*** Data to use Section Begins ***

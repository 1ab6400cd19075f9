//! The `LedgerBackend` trait and the Sheets-backed implementation.
//!
//! `SheetsLedger` talks to the Sheets v4 values/batchUpdate endpoints and to
//! Drive v3 for workbook lookup and sharing. The workbook handle (its file
//! id) is resolved lazily on first use and cached for `HANDLE_TTL`; if the
//! workbook does not exist yet it is created and seeded with the master and
//! materials tables.

use async_trait::async_trait;
use serde::Deserialize;

use super::{decode, send_with_retry, LedgerError, RetryPolicy};
use crate::cache::{TtlCache, HANDLE_TTL};

const SHEETS_BASE: &str = "https://sheets.googleapis.com/v4/spreadsheets";
const DRIVE_FILES: &str = "https://www.googleapis.com/drive/v3/files";
const SPREADSHEET_MIME: &str = "application/vnd.google-apps.spreadsheet";

/// Storage operations the sync engine needs from a ledger.
///
/// Row indices are 0-based and absolute: row 0 is the header. `read_all`
/// returns the header row too; decoding layers skip it.
#[async_trait]
pub trait LedgerBackend: Send + Sync {
    /// Titles of every table in the workbook, in workbook order.
    async fn sheet_titles(&self) -> Result<Vec<String>, LedgerError>;

    /// Create a table with the given header row if it does not exist.
    /// Returns true when the table was created by this call.
    async fn ensure_sheet(&self, title: &str, headers: &[&str]) -> Result<bool, LedgerError>;

    /// Append one row after the last non-empty row of a table.
    async fn append_row(&self, sheet: &str, row: &[String]) -> Result<(), LedgerError>;

    /// Every row of a table as display strings, header included.
    async fn read_all(&self, sheet: &str) -> Result<Vec<Vec<String>>, LedgerError>;

    /// Delete one row by absolute index. Rows below shift up.
    async fn delete_row(&self, sheet: &str, row_index: usize) -> Result<(), LedgerError>;

    /// Forget any cached workbook handle so the next call re-resolves it.
    fn invalidate_handle(&self) {}

    /// Delete the first data row matching `predicate`. Returns false when no
    /// row matches. The header row is never considered. Read and delete are
    /// two calls, so a concurrent writer can shift the matched index in
    /// between.
    async fn delete_row_by_match(
        &self,
        sheet: &str,
        predicate: &(dyn for<'a> Fn(&'a [String]) -> bool + Sync),
    ) -> Result<bool, LedgerError> {
        let rows = self.read_all(sheet).await?;
        for (i, row) in rows.iter().enumerate().skip(1) {
            if predicate(row) {
                self.delete_row(sheet, i).await?;
                return Ok(true);
            }
        }
        Ok(false)
    }
}

// ============================================================================
// API response types (deserialized from Sheets / Drive JSON)
// ============================================================================

#[derive(Debug, Deserialize)]
struct DriveFileList {
    #[serde(default)]
    files: Vec<DriveFile>,
}

#[derive(Debug, Deserialize)]
struct DriveFile {
    id: String,
}

#[derive(Debug, Deserialize)]
#[serde(rename_all = "camelCase")]
struct CreateSpreadsheetResponse {
    spreadsheet_id: String,
}

#[derive(Debug, Deserialize)]
struct SpreadsheetMeta {
    #[serde(default)]
    sheets: Vec<SheetEntry>,
}

#[derive(Debug, Deserialize)]
struct SheetEntry {
    properties: SheetProperties,
}

#[derive(Debug, Deserialize)]
#[serde(rename_all = "camelCase")]
struct SheetProperties {
    #[serde(default)]
    sheet_id: i64,
    #[serde(default)]
    title: String,
}

#[derive(Debug, Deserialize)]
struct ValueRange {
    #[serde(default)]
    values: Vec<Vec<String>>,
}

// ============================================================================
// Request helpers
// ============================================================================

/// Quote a table title for an A1 range. Embedded quotes double.
fn quoted_sheet(sheet: &str) -> String {
    format!("'{}'", sheet.replace('\'', "''"))
}

/// Range addressing the whole table (reads) or its anchor cell (appends).
fn anchor_range(sheet: &str) -> String {
    format!("{}!A1", quoted_sheet(sheet))
}

/// Drive search query matching a live spreadsheet by exact name.
fn drive_name_query(name: &str) -> String {
    let escaped = name.replace('\\', "\\\\").replace('\'', "\\'");
    format!("name = '{escaped}' and mimeType = '{SPREADSHEET_MIME}' and trashed = false")
}

// ============================================================================
// Sheets-backed ledger
// ============================================================================

pub struct SheetsLedger {
    client: reqwest::Client,
    token: String,
    workbook_name: String,
    share_email: Option<String>,
    policy: RetryPolicy,
    handle: TtlCache<String>,
}

impl SheetsLedger {
    pub fn new(
        access_token: impl Into<String>,
        workbook_name: impl Into<String>,
        share_email: Option<String>,
    ) -> Self {
        Self {
            client: reqwest::Client::new(),
            token: access_token.into(),
            workbook_name: workbook_name.into(),
            share_email,
            policy: RetryPolicy::default(),
            handle: TtlCache::new(),
        }
    }

    /// Resolve the workbook's file id, consulting the handle cache first.
    /// Creates and seeds the workbook when no live file matches the name.
    pub async fn spreadsheet_id(&self) -> Result<String, LedgerError> {
        self.handle
            .get_or_try_compute("workbook", HANDLE_TTL, || self.resolve_workbook())
            .await
    }

    async fn resolve_workbook(&self) -> Result<String, LedgerError> {
        if let Some(id) = self.find_workbook().await? {
            return Ok(id);
        }

        log::info!("workbook {:?} not found, creating it", self.workbook_name);
        let id = self.create_workbook().await?;
        self.append_row_at(&id, decode::MASTER_SHEET, &to_row(decode::MASTER_HEADERS))
            .await?;
        self.append_row_at(
            &id,
            decode::MATERIALS_SHEET,
            &to_row(decode::MATERIALS_HEADERS),
        )
        .await?;

        // Sharing failures leave a private but functional workbook.
        if let Some(email) = &self.share_email {
            if let Err(e) = self.share_workbook(&id, email).await {
                log::warn!("could not share workbook with {email}: {e}");
            }
        }

        Ok(id)
    }

    async fn find_workbook(&self) -> Result<Option<String>, LedgerError> {
        let request = self
            .client
            .get(DRIVE_FILES)
            .bearer_auth(&self.token)
            .query(&[
                ("q", drive_name_query(&self.workbook_name).as_str()),
                ("fields", "files(id,name)"),
                ("pageSize", "1"),
            ]);
        let resp = send_with_retry(request, &self.policy).await?;
        if !resp.status().is_success() {
            return Err(api_error(resp, &self.workbook_name).await);
        }
        let body: DriveFileList = resp.json().await?;
        Ok(body.files.into_iter().next().map(|f| f.id))
    }

    async fn create_workbook(&self) -> Result<String, LedgerError> {
        let body = serde_json::json!({
            "properties": { "title": self.workbook_name },
            "sheets": [
                { "properties": { "title": decode::MASTER_SHEET } },
                { "properties": { "title": decode::MATERIALS_SHEET } },
            ],
        });
        let request = self
            .client
            .post(SHEETS_BASE)
            .bearer_auth(&self.token)
            .json(&body);
        let resp = send_with_retry(request, &self.policy).await?;
        if !resp.status().is_success() {
            return Err(api_error(resp, &self.workbook_name).await);
        }
        let created: CreateSpreadsheetResponse = resp.json().await?;
        Ok(created.spreadsheet_id)
    }

    async fn share_workbook(&self, id: &str, email: &str) -> Result<(), LedgerError> {
        let body = serde_json::json!({
            "type": "user",
            "role": "writer",
            "emailAddress": email,
        });
        let request = self
            .client
            .post(format!("{DRIVE_FILES}/{id}/permissions"))
            .bearer_auth(&self.token)
            .json(&body);
        let resp = send_with_retry(request, &self.policy).await?;
        if !resp.status().is_success() {
            return Err(api_error(resp, id).await);
        }
        Ok(())
    }

    async fn sheet_properties(&self, id: &str) -> Result<Vec<SheetProperties>, LedgerError> {
        let request = self
            .client
            .get(format!("{SHEETS_BASE}/{id}"))
            .bearer_auth(&self.token)
            .query(&[("fields", "sheets.properties")]);
        let resp = send_with_retry(request, &self.policy).await?;
        if !resp.status().is_success() {
            return Err(api_error(resp, &self.workbook_name).await);
        }
        let meta: SpreadsheetMeta = resp.json().await?;
        Ok(meta.sheets.into_iter().map(|s| s.properties).collect())
    }

    async fn sheet_id_by_title(&self, id: &str, title: &str) -> Result<i64, LedgerError> {
        self.sheet_properties(id)
            .await?
            .into_iter()
            .find(|p| p.title == title)
            .map(|p| p.sheet_id)
            .ok_or_else(|| LedgerError::NotFound(title.to_string()))
    }

    async fn append_row_at(&self, id: &str, sheet: &str, row: &[String]) -> Result<(), LedgerError> {
        let body = serde_json::json!({ "values": [row] });
        let request = self
            .client
            .post(format!(
                "{SHEETS_BASE}/{id}/values/{}:append",
                anchor_range(sheet)
            ))
            .bearer_auth(&self.token)
            .query(&[("valueInputOption", "RAW")])
            .json(&body);
        let resp = send_with_retry(request, &self.policy).await?;
        if !resp.status().is_success() {
            return Err(api_error(resp, sheet).await);
        }
        Ok(())
    }

    async fn batch_update(
        &self,
        id: &str,
        requests: serde_json::Value,
        context: &str,
    ) -> Result<(), LedgerError> {
        let body = serde_json::json!({ "requests": requests });
        let request = self
            .client
            .post(format!("{SHEETS_BASE}/{id}:batchUpdate"))
            .bearer_auth(&self.token)
            .json(&body);
        let resp = send_with_retry(request, &self.policy).await?;
        if !resp.status().is_success() {
            return Err(api_error(resp, context).await);
        }
        Ok(())
    }
}

#[async_trait]
impl LedgerBackend for SheetsLedger {
    async fn sheet_titles(&self) -> Result<Vec<String>, LedgerError> {
        let id = self.spreadsheet_id().await?;
        Ok(self
            .sheet_properties(&id)
            .await?
            .into_iter()
            .map(|p| p.title)
            .collect())
    }

    async fn ensure_sheet(&self, title: &str, headers: &[&str]) -> Result<bool, LedgerError> {
        let id = self.spreadsheet_id().await?;
        let existing = self.sheet_properties(&id).await?;
        if existing.iter().any(|p| p.title == title) {
            return Ok(false);
        }

        let requests = serde_json::json!([
            { "addSheet": { "properties": { "title": title } } }
        ]);
        self.batch_update(&id, requests, title).await?;
        self.append_row_at(&id, title, &to_row(headers)).await?;
        Ok(true)
    }

    async fn append_row(&self, sheet: &str, row: &[String]) -> Result<(), LedgerError> {
        let id = self.spreadsheet_id().await?;
        self.append_row_at(&id, sheet, row).await
    }

    async fn read_all(&self, sheet: &str) -> Result<Vec<Vec<String>>, LedgerError> {
        let id = self.spreadsheet_id().await?;
        let request = self
            .client
            .get(format!(
                "{SHEETS_BASE}/{id}/values/{}",
                quoted_sheet(sheet)
            ))
            .bearer_auth(&self.token)
            .query(&[("valueRenderOption", "FORMATTED_VALUE")]);
        let resp = send_with_retry(request, &self.policy).await?;
        if !resp.status().is_success() {
            return Err(api_error(resp, sheet).await);
        }
        let body: ValueRange = resp.json().await?;
        Ok(body.values)
    }

    async fn delete_row(&self, sheet: &str, row_index: usize) -> Result<(), LedgerError> {
        let id = self.spreadsheet_id().await?;
        let sheet_id = self.sheet_id_by_title(&id, sheet).await?;
        let requests = serde_json::json!([
            {
                "deleteDimension": {
                    "range": {
                        "sheetId": sheet_id,
                        "dimension": "ROWS",
                        "startIndex": row_index,
                        "endIndex": row_index + 1,
                    }
                }
            }
        ]);
        self.batch_update(&id, requests, sheet).await
    }

    fn invalidate_handle(&self) {
        self.handle.invalidate("workbook");
    }
}

fn to_row(headers: &[&str]) -> Vec<String> {
    headers.iter().map(|h| h.to_string()).collect()
}

/// Map a non-2xx response to a ledger error. `context` names what was being
/// addressed (a table title or the workbook) for NotFound messages. A range
/// over a missing table comes back from the API as a 400 parse failure, not
/// a 404, so that shape maps to NotFound too.
async fn api_error(resp: reqwest::Response, context: &str) -> LedgerError {
    let status = resp.status().as_u16();
    match status {
        401 => LedgerError::AuthExpired,
        429 => LedgerError::RateLimited,
        404 => LedgerError::NotFound(context.to_string()),
        code => {
            let message = resp.text().await.unwrap_or_default();
            if code == 400 && message.contains("Unable to parse range") {
                LedgerError::NotFound(context.to_string())
            } else {
                LedgerError::Api {
                    status: code,
                    message,
                }
            }
        }
    }
}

*** Data to use Section Ends ***

» **What is expected**
Return the lines of the listing above exactly as they appear, starting with the first and stopping after the line that holds "use serde::Deserialize;".

» **Your response**
repository 1ab6400cd19075f9
//! The `LedgerBackend` trait and the Sheets-backed implementation.
//!
//! `SheetsLedger` talks to the Sheets v4 values/batchUpdate endpoints and to
//! Drive v3 for workbook lookup and sharing. The workbook handle (its file
//! id) is resolved lazily on first use and cached for `HANDLE_TTL`; if the
//! workbook does not exist yet it is created and seeded with the master and
//! materials tables.

use async_trait::async_trait;
use serde::Deserialize;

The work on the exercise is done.